Concept of ‘Right to Die’ with Case Laws:

To decide on the aforementioned issues, the court divided euthanasia into two categories: voluntary and non-voluntary. Voluntary euthanasia occurs when the patient’s consent is obtained, but non-voluntary euthanasia occurs when the patient’s consent is unavailable, such as when the patient is in a coma or otherwise incapable of giving consent.

  1. The claim in State of Maharashtra v. Maruty Shripati Dubal was that Section 309 of the IPC was unconstitutional because it violated Articles 19 and 21 of the Constitution. The Bombay high court ruled in this case that “right to life” encompasses “right to die,” and section 309 was repealed. In this case, the court stated unequivocally that the freedom to die is not unnatural; it is simply exceptional.
  1. In the case of P.Rathinam v. Union of India, it was determined that Article 21 covers the “right to die.” Article 21 contains good content, according to P. Rathinam, and its reach is not solely negative.
  1. The legality of Section 306 of the IPC, which punishes abetment of suicide, was called into doubt in the case of Gian Kaur v. State of Punjab. This decision overruled P.Rathinam, but the court stated that the right to die in the context of a terminally sick patient or one in the PVS is not about ending a life prematurely, but rather about speeding up the process of death that has already begun.


On March 7, 2011, the Supreme Court of India’s Hon’ble Division Bench, consisting of Justice Markandey Katju and Justice Gyan Sudha Mishra, handed down this decision.

  1. The court ruled that Aruna is not brain dead, basing its decision on a doctor’s report and the concept of brain death outlined in the Transportation of Human Organs Act of 1994. She was able to breathe without the assistance of a machine, she had sensations, and she used to exhibit certain symptoms.
  1. Even though she was in a PVS, her status remained constant.
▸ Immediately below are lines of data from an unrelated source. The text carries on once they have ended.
/// Smart door selection. An explicit adjective overrides everything;
/// otherwise doors are ranked by usefulness for the verb at hand: a door
/// the actor holds a key for (when unlocking), then closed-but-unlocked,
/// then locked, then open.
pub fn find_door_with_adjective(
    accessor: &StateAccessor,
    word: &WordRef,
    adjective: Option<&str>,
    location_id: &LocationId,
    actor_id: &ActorId,
    verb: &str,
) -> Option<ItemId> {
    let doors: Vec<ItemId> = doors_in_location(accessor, location_id)
        .into_iter()
        .filter(|id| {
            accessor
                .get_item(id)
                .is_some_and(|item| name_matches(word, &item.name) || word.forms().any(|f| f == "door"))
        })
        .collect();

    if let Some(adj) = adjective {
        return doors.into_iter().find(|id| {
            accessor
                .get_item(id)
                .is_some_and(|item| adjective_matches(adj, &item.name, &item.description))
        });
    }

    doors
        .into_iter()
        .min_by_key(|id| door_rank(accessor, id, actor_id, verb))
}

fn door_rank(accessor: &StateAccessor, door_id: &ItemId, actor_id: &ActorId, verb: &str) -> u8 {
    let Some(door) = accessor.get_item(door_id).and_then(|item| item.door.as_ref()) else {
        return u8::MAX;
    };
    let keyed = door
        .lock_id
        .as_ref()
        .is_some_and(|lock| actor_has_key(accessor, actor_id, lock));
    if verb == "unlock" && door.locked && keyed {
        return 0;
    }
    if !door.open && !door.locked {
        return 1;
    }
    if door.locked {
        return 2;
    }
    3
}

/// Match a direction token or named exit ("spiral staircase") against a
/// location's exits.
pub fn find_exit_by_name<'a>(location: &'a Location, word: &WordRef) -> Option<(&'a str, &'a ExitDef)> {
    // exact direction token first
    for (direction, exit) in &location.exits {
        if word.forms().any(|form| form == direction) {
            return Some((direction.as_str(), exit));
        }
    }
    // then named exits by substring
    location
        .exits
        .iter()
        .find(|(_, exit)| exit.name.as_deref().is_some_and(|name| name_matches(word, name)))
        .map(|(direction, exit)| (direction.as_str(), exit))
}
//! Lock handlers: unlock and lock.
//!
//! Doors and containers share one lock model: the facet names a lock, the
//! lock lists its keys, and the actor must carry one. Locking additionally
//! requires the target to be closed. Bare "door" goes through smart door
//! selection, so "unlock door" picks the door your key actually fits.

use crate::accessor::StateAccessor;
use crate::action::{HandlerResult, ParsedAction};
use crate::behavior::{BehaviorModule, HandlerFn};
use crate::handlers::{actor_and_location, display_name, item_data, require_object};
use crate::search::{actor_has_key, find_accessible_item, find_door_with_adjective};
use crate::vocab::{VerbDef, Vocabulary};

use skein_data::{ActorId, EntityRef, ItemId, LockId, Value};
use std::collections::BTreeMap;

pub fn module() -> BehaviorModule {
    BehaviorModule {
        path: "core.locks",
        vocabulary: Vocabulary {
            verbs: vec![
                VerbDef::new("unlock").requires_object().fires("on_unlock"),
                VerbDef::new("lock").requires_object().fires("on_lock"),
            ],
            ..Vocabulary::default()
        },
        handlers: vec![
            ("unlock", handle_unlock as HandlerFn),
            ("lock", handle_lock as HandlerFn),
        ],
        ..BehaviorModule::default()
    }
}

/// What the lock machinery needs to know about a target, whichever facet
/// carries the lock.
struct LockTarget {
    item_id: ItemId,
    name: String,
    facet: &'static str,
    open: bool,
    locked: bool,
    lock_id: Option<LockId>,
}

fn resolve_target(
    accessor: &StateAccessor,
    action: &ParsedAction,
    actor_id: &ActorId,
    verb: &str,
) -> Result<LockTarget, HandlerResult> {
    let object = require_object(action, &format!("What do you want to {verb}?"))?;
    let adjective = action.adjective.as_deref();
    let location_id = accessor
        .get_actor(actor_id)
        .map(|a| a.location.clone())
        .unwrap_or_default();

    let item_id = find_door_with_adjective(accessor, object, adjective, &location_id, actor_id, verb)
        .or_else(|| find_accessible_item(accessor, object, actor_id, adjective))
        .ok_or_else(|| {
            HandlerResult::failure(format!(
                "You don't see any {} here.",
                display_name(Some(object), adjective)
            ))
        })?;

    let item = accessor.get_item(&item_id).expect("target was just found");
    if let Some(door) = &item.door {
        return Ok(LockTarget {
            item_id: item_id.clone(),
            name: item.name.clone(),
            facet: "door",
            open: door.open,
            locked: door.locked,
            lock_id: door.lock_id.clone(),
        });
    }
    if let Some(container) = &item.container {
        return Ok(LockTarget {
            item_id: item_id.clone(),
            name: item.name.clone(),
            facet: "container",
            open: container.open,
            locked: container.locked,
            lock_id: container.lock_id.clone(),
        });
    }
    Err(HandlerResult::failure(format!("The {} has no lock.", item.name)))
}

fn require_key(accessor: &StateAccessor, target: &LockTarget, actor_id: &ActorId, verb: &str) -> Option<HandlerResult> {
    let lock_id = target.lock_id.as_ref()?;
    if accessor.get_lock(lock_id).is_none() {
        return Some(HandlerResult::failure(format!(
            "Something is inconsistent here: the {} names a missing lock.",
            target.name
        )));
    }
    if !actor_has_key(accessor, actor_id, lock_id) {
        let fail = accessor
            .get_lock(lock_id)
            .map(|lock| lock.fail_message.clone())
            .filter(|msg| !msg.is_empty());
        return Some(HandlerResult::failure(fail.unwrap_or_else(|| {
            format!("You don't have the right key to {verb} the {}.", target.name)
        })));
    }
    None
}

pub fn handle_unlock(accessor: &mut StateAccessor, action: &ParsedAction) -> HandlerResult {
    let (actor_id, _) = match actor_and_location(accessor, action) {
        Ok(pair) => pair,
        Err(failure) => return failure,
    };
    let target = match resolve_target(accessor, action, &actor_id, "unlock") {
        Ok(target) => target,
        Err(failure) => return failure,
    };

    if !target.locked {
        return HandlerResult::success(format!("The {} is already unlocked.", target.name));
    }
    if target.lock_id.is_none() {
        return HandlerResult::failure(format!("The {} has no lock.", target.name));
    }
    if let Some(failure) = require_key(accessor, &target, &actor_id, "unlock") {
        return failure;
    }

    let path = format!("{}.locked", target.facet);
    let mut changes = BTreeMap::new();
    changes.insert(path, Value::Bool(false));
    let result = accessor.update(&EntityRef::Item(target.item_id.clone()), &changes, Some("unlock"), Some(&actor_id));
    if !result.success {
        return HandlerResult::failure(result.message.unwrap_or_default());
    }
    HandlerResult::success(format!("You unlock the {}.", target.name))
        .append(result.message.as_deref().unwrap_or(""))
        .with_data(item_data(accessor, &target.item_id))
}

pub fn handle_lock(accessor: &mut StateAccessor, action: &ParsedAction) -> HandlerResult {
    let (actor_id, _) = match actor_and_location(accessor, action) {
        Ok(pair) => pair,
        Err(failure) => return failure,
    };
    let target = match resolve_target(accessor, action, &actor_id, "lock") {
        Ok(target) => target,
        Err(failure) => return failure,
    };

    if target.open {
        return HandlerResult::failure(format!("You must close the {} first.", target.name));
    }
    if target.locked {
        return HandlerResult::success(format!("The {} is already locked.", target.name));
    }
    if target.lock_id.is_none() {
        return HandlerResult::failure(format!("The {} has no lock.", target.name));
    }
    if let Some(failure) = require_key(accessor, &target, &actor_id, "lock") {
        return failure;
    }

    let path = format!("{}.locked", target.facet);
    let mut changes = BTreeMap::new();
    changes.insert(path, Value::Bool(true));
    let result = accessor.update(&EntityRef::Item(target.item_id.clone()), &changes, Some("lock"), Some(&actor_id));
    if !result.success {
        return HandlerResult::failure(result.message.unwrap_or_default());
    }
    HandlerResult::success(format!("You lock the {}.", target.name))
        .append(result.message.as_deref().unwrap_or(""))
        .with_data(item_data(accessor, &target.item_id))
}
As a result, the grounds stated here are insufficient to put an end to her life. It would be inexcusable. Furthermore, the court stated in its decision that the employees of the KEM Hospital, not Pinki Virani, would be next to the patient’s family in this circumstance.
  1. As a result, KEM Hospital has the legal authority to make such decisions on her behalf. It was the food that kept her alive in this situation. As a result, removing life-saving treatments would imply depriving her of food, which is not justified under Indian law. In some circumstances, the Supreme Court permitted passive euthanasia. However, to prevent future abuse of this provision, the court ruled that the power to decide on a person’s death would be subject to approval by the High Court after a proper procedure.
  1. Furthermore, to protect the ‘parens patriae’ concept, the Court has lodged the right to determine the termination of a person’s life in the High Court. As a result, the Supreme Court approved passive euthanasia in specified conditions, subject to the High Court’s consent following the proper procedure.

Aruna Shanbaug, on the other hand, was denied euthanasia because the court ruled that the situation did not warrant it. If the personnel or management of KEM hospital ever felt the need for anything similar, they might go to the High Court using the procedure outlined.


This case highlighted the concerns surrounding euthanasia and also established standards for mass euthanasia. In addition, the court recommended that Section 309 of the Indian Penal Code be repealed.

This case is significant because it established the procedure to be followed in an area where no legislation exists. It marked the start of debates on the question of passive euthanasia, which had hitherto been rarely discussed. It defines the stance of the right to die with dignity and expands the scope of our constitution’s Article 21. In the context of India, this is unquestionably a progressive decision.